DESCRIPTION OF THE TASK:
Tally the lines in the listing below that hold the string "hide", and reply with that tally alone.

EXERCISE DATA:
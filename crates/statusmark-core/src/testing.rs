// ABOUTME: In-memory host services for tests of the workflows and of downstream hosts
// ABOUTME: Scripted prompts replay queued events; stores and the indicator record what they saw

use async_trait::async_trait;
use parking_lot::Mutex;
use statusmark_events::SettingsEvent;
use statusmark_types::SettingKey;
use std::collections::{BTreeMap, VecDeque};
use std::sync::Arc;
use std::sync::atomic::{AtomicBool, AtomicUsize, Ordering};
use tokio::sync::broadcast;

use crate::capabilities::{
    ColorCustomizationStore, ColorCustomizations, HostServices, InputEvent, InputOptions,
    InputSession, MessageLevel, PickerEvent, PickerOptions, PickerSession, PromptHost,
    SettingChange, SettingsStore, StatusIndicator, WorkspaceProbe,
};
use crate::error::{Result, StatusMarkError};

/// Build a color customization map from pairs
pub fn color_map(pairs: &[(&str, &str)]) -> ColorCustomizations {
    pairs
        .iter()
        .map(|(k, v)| (k.to_string(), v.to_string()))
        .collect()
}

/// Settings held in memory, broadcasting a notification for every update
pub struct MemorySettings {
    values: Mutex<BTreeMap<SettingKey, String>>,
    sender: Mutex<Option<broadcast::Sender<SettingsEvent>>>,
    updates: AtomicUsize,
    fail_updates: AtomicBool,
}

impl Default for MemorySettings {
    fn default() -> Self {
        let (sender, _) = broadcast::channel(16);
        Self {
            values: Mutex::new(BTreeMap::new()),
            sender: Mutex::new(Some(sender)),
            updates: AtomicUsize::new(0),
            fail_updates: AtomicBool::new(false),
        }
    }
}

impl MemorySettings {
    /// Set a value without notifying, as if it had been there all along
    pub fn insert(&self, key: SettingKey, value: impl Into<String>) {
        self.values.lock().insert(key, value.into());
    }

    pub fn value(&self, key: SettingKey) -> Option<String> {
        self.values.lock().get(&key).cloned()
    }

    pub fn update_count(&self) -> usize {
        self.updates.load(Ordering::SeqCst)
    }

    /// Make every following update fail
    pub fn fail_updates(&self, fail: bool) {
        self.fail_updates.store(fail, Ordering::SeqCst);
    }

    /// Deliver a notification to subscribers
    pub fn notify(&self, event: SettingsEvent) {
        if let Some(sender) = self.sender.lock().as_ref() {
            let _ = sender.send(event);
        }
    }

    /// Close the notification channel
    pub fn close(&self) {
        self.sender.lock().take();
    }
}

#[async_trait]
impl SettingsStore for MemorySettings {
    async fn get(&self, key: SettingKey) -> Result<Option<String>> {
        Ok(self.value(key))
    }

    async fn update(&self, changes: &[SettingChange]) -> Result<()> {
        if self.fail_updates.load(Ordering::SeqCst) {
            return Err(StatusMarkError::settings_write("settings are read-only"));
        }

        {
            let mut values = self.values.lock();
            for change in changes {
                match &change.value {
                    Some(value) => values.insert(change.key, value.clone()),
                    None => values.remove(&change.key),
                };
            }
        }
        self.updates.fetch_add(1, Ordering::SeqCst);
        self.notify(SettingsEvent::changed(changes.iter().map(|c| c.key)));
        Ok(())
    }

    fn subscribe(&self) -> broadcast::Receiver<SettingsEvent> {
        match self.sender.lock().as_ref() {
            Some(sender) => sender.subscribe(),
            // Receiver of a channel whose sender is already gone
            None => broadcast::channel(1).1,
        }
    }
}

/// Color customization map held in memory
#[derive(Default)]
pub struct MemoryColors {
    map: Mutex<Option<ColorCustomizations>>,
    writes: AtomicUsize,
}

impl MemoryColors {
    pub fn with(map: Option<ColorCustomizations>) -> Self {
        Self {
            map: Mutex::new(map),
            writes: AtomicUsize::new(0),
        }
    }

    /// Replace the map without counting a write
    pub fn set(&self, map: Option<ColorCustomizations>) {
        *self.map.lock() = map;
    }

    pub fn current(&self) -> Option<ColorCustomizations> {
        self.map.lock().clone()
    }

    pub fn write_count(&self) -> usize {
        self.writes.load(Ordering::SeqCst)
    }
}

#[async_trait]
impl ColorCustomizationStore for MemoryColors {
    async fn color_customizations(&self) -> Result<Option<ColorCustomizations>> {
        Ok(self.current())
    }

    async fn set_color_customizations(&self, value: Option<ColorCustomizations>) -> Result<()> {
        self.writes.fetch_add(1, Ordering::SeqCst);
        *self.map.lock() = value;
        Ok(())
    }
}

/// What a status indicator is showing
#[derive(Debug, Clone, Default, PartialEq, Eq)]
pub struct SurfaceState {
    pub text: String,
    pub color: Option<String>,
    pub visible: bool,
}

/// Status indicator that keeps its state and a snapshot per show or hide
#[derive(Default)]
pub struct RecordingIndicator {
    state: Mutex<SurfaceState>,
    history: Mutex<Vec<SurfaceState>>,
}

impl RecordingIndicator {
    pub fn state(&self) -> SurfaceState {
        self.state.lock().clone()
    }

    pub fn history(&self) -> Vec<SurfaceState> {
        self.history.lock().clone()
    }

    fn record(&self) {
        let snapshot = self.state();
        self.history.lock().push(snapshot);
    }
}

impl StatusIndicator for RecordingIndicator {
    fn set_text(&self, text: &str) {
        self.state.lock().text = text.to_string();
    }

    fn set_color(&self, color: Option<&str>) {
        self.state.lock().color = color.map(str::to_string);
    }

    fn show(&self) {
        self.state.lock().visible = true;
        self.record();
    }

    fn hide(&self) {
        self.state.lock().visible = false;
        self.record();
    }
}

/// Replays queued events. Once a script runs out the session reports `Hidden`.
struct ScriptedSession<E> {
    events: VecDeque<E>,
    hidden: E,
}

#[async_trait]
impl PickerSession for ScriptedSession<PickerEvent> {
    async fn next_event(&mut self) -> Result<PickerEvent> {
        Ok(self.events.pop_front().unwrap_or_else(|| self.hidden.clone()))
    }
}

#[async_trait]
impl InputSession for ScriptedSession<InputEvent> {
    async fn next_event(&mut self) -> Result<InputEvent> {
        Ok(self.events.pop_front().unwrap_or_else(|| self.hidden.clone()))
    }
}

/// Prompt host driven by queued scripts, one per opened picker, prompt or confirmation
#[derive(Default)]
pub struct ScriptedPrompts {
    pickers: Mutex<VecDeque<Vec<PickerEvent>>>,
    inputs: Mutex<VecDeque<Vec<InputEvent>>>,
    confirms: Mutex<VecDeque<bool>>,
    opened_pickers: Mutex<Vec<PickerOptions>>,
    opened_inputs: Mutex<Vec<InputOptions>>,
    confirmations: Mutex<Vec<(String, String)>>,
    messages: Mutex<Vec<(MessageLevel, String)>>,
}

impl ScriptedPrompts {
    pub fn push_picker(&self, events: impl IntoIterator<Item = PickerEvent>) {
        self.pickers.lock().push_back(events.into_iter().collect());
    }

    pub fn push_input(&self, events: impl IntoIterator<Item = InputEvent>) {
        self.inputs.lock().push_back(events.into_iter().collect());
    }

    pub fn push_confirm(&self, answer: bool) {
        self.confirms.lock().push_back(answer);
    }

    pub fn opened_pickers(&self) -> Vec<PickerOptions> {
        self.opened_pickers.lock().clone()
    }

    pub fn opened_inputs(&self) -> Vec<InputOptions> {
        self.opened_inputs.lock().clone()
    }

    pub fn confirmations(&self) -> Vec<(String, String)> {
        self.confirmations.lock().clone()
    }

    pub fn messages(&self) -> Vec<(MessageLevel, String)> {
        self.messages.lock().clone()
    }

    /// True when every queued script was consumed
    pub fn is_exhausted(&self) -> bool {
        self.pickers.lock().is_empty()
            && self.inputs.lock().is_empty()
            && self.confirms.lock().is_empty()
    }
}

#[async_trait]
impl PromptHost for ScriptedPrompts {
    async fn open_picker(&self, options: PickerOptions) -> Result<Box<dyn PickerSession>> {
        let title = options.title.clone();
        self.opened_pickers.lock().push(options);
        let events = self
            .pickers
            .lock()
            .pop_front()
            .ok_or_else(|| StatusMarkError::prompt(format!("no script for picker '{title}'")))?;
        Ok(Box::new(ScriptedSession {
            events: events.into(),
            hidden: PickerEvent::Hidden,
        }))
    }

    async fn open_input(&self, options: InputOptions) -> Result<Box<dyn InputSession>> {
        let title = options.title.clone();
        self.opened_inputs.lock().push(options);
        let events = self
            .inputs
            .lock()
            .pop_front()
            .ok_or_else(|| StatusMarkError::prompt(format!("no script for input '{title}'")))?;
        Ok(Box::new(ScriptedSession {
            events: events.into(),
            hidden: InputEvent::Hidden,
        }))
    }

    async fn confirm(&self, message: &str, action: &str) -> Result<bool> {
        self.confirmations
            .lock()
            .push((message.to_string(), action.to_string()));
        self.confirms
            .lock()
            .pop_front()
            .ok_or_else(|| StatusMarkError::prompt(format!("no script for confirmation '{action}'")))
    }

    fn show_message(&self, level: MessageLevel, message: &str) {
        self.messages.lock().push((level, message.to_string()));
    }
}

/// Workspace probe with a fixed answer
pub struct FixedWorkspace(pub bool);

impl WorkspaceProbe for FixedWorkspace {
    fn is_workspace_open(&self) -> bool {
        self.0
    }
}

/// All fakes wired together, with typed handles for assertions
pub struct TestHost {
    pub settings: Arc<MemorySettings>,
    pub colors: Arc<MemoryColors>,
    pub indicator: Arc<RecordingIndicator>,
    pub prompts: Arc<ScriptedPrompts>,
    pub workspace: Arc<FixedWorkspace>,
}

impl TestHost {
    /// A host with an open workspace and empty stores
    pub fn new() -> Self {
        Self::with_workspace(true)
    }

    pub fn with_workspace(open: bool) -> Self {
        Self {
            settings: Arc::new(MemorySettings::default()),
            colors: Arc::new(MemoryColors::default()),
            indicator: Arc::new(RecordingIndicator::default()),
            prompts: Arc::new(ScriptedPrompts::default()),
            workspace: Arc::new(FixedWorkspace(open)),
        }
    }

    pub fn services(&self) -> HostServices {
        HostServices {
            settings: self.settings.clone(),
            colors: self.colors.clone(),
            indicator: self.indicator.clone(),
            prompts: self.prompts.clone(),
            workspace: self.workspace.clone(),
        }
    }
}

impl Default for TestHost {
    fn default() -> Self {
        Self::new()
    }
}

TASK SOLUTION:
2